#### YOUR TASK
Your task is to copy each line of the material that holds the word "toml".

#### INPUT RECORDS
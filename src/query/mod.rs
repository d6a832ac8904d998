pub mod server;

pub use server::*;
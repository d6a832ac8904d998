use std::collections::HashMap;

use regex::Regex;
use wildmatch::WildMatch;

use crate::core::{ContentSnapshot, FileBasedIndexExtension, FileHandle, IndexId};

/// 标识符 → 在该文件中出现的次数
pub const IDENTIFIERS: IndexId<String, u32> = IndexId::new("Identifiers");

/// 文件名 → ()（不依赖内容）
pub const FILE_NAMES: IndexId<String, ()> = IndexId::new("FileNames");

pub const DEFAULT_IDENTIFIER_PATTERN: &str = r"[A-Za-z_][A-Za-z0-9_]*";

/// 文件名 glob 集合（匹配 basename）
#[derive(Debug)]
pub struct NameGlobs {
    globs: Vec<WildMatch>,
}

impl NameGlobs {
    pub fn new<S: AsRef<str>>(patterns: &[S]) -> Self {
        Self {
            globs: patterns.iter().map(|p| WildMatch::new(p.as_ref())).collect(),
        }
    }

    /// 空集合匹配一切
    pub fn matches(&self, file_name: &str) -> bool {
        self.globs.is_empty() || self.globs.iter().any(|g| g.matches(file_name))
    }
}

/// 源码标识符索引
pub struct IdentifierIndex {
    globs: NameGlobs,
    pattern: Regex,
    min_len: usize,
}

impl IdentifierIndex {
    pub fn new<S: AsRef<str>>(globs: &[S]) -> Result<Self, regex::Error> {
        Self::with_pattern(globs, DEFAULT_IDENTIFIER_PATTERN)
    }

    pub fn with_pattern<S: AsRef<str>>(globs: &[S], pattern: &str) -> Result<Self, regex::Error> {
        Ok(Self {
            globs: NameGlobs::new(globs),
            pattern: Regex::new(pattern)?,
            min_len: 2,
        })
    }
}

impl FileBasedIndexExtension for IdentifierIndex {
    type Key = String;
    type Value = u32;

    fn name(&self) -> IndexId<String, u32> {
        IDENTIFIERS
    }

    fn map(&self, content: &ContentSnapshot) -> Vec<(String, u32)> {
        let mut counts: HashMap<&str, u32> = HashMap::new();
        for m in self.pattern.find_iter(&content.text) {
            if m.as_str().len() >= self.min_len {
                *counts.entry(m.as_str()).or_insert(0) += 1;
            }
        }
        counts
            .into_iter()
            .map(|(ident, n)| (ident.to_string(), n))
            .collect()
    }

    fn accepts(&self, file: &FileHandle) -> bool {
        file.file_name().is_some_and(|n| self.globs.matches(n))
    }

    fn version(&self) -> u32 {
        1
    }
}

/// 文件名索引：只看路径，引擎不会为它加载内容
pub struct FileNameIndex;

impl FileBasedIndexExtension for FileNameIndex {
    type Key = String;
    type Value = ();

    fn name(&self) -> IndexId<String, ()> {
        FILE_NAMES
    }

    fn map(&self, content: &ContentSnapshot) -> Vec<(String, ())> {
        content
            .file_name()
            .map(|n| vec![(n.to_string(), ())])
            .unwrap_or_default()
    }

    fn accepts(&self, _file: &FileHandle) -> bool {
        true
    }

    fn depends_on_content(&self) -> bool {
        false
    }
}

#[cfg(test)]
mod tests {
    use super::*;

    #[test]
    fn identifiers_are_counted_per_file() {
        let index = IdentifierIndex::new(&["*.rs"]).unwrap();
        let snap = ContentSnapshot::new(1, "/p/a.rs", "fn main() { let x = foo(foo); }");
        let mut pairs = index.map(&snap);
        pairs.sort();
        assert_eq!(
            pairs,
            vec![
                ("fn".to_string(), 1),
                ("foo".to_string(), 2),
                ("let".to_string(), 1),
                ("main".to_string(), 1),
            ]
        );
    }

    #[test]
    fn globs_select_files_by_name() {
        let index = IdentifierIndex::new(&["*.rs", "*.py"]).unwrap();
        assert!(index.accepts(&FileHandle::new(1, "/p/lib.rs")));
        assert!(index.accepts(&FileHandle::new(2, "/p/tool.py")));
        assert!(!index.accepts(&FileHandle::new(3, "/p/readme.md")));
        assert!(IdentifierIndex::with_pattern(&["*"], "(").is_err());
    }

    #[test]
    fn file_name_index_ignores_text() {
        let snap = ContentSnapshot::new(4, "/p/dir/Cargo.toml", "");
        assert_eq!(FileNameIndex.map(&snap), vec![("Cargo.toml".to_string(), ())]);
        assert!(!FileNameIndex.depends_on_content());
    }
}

#### WRITTEN ANSWER
        let snap = ContentSnapshot::new(4, "/p/dir/Cargo.toml", "");
        assert_eq!(FileNameIndex.map(&snap), vec![("Cargo.toml".to_string(), ())]);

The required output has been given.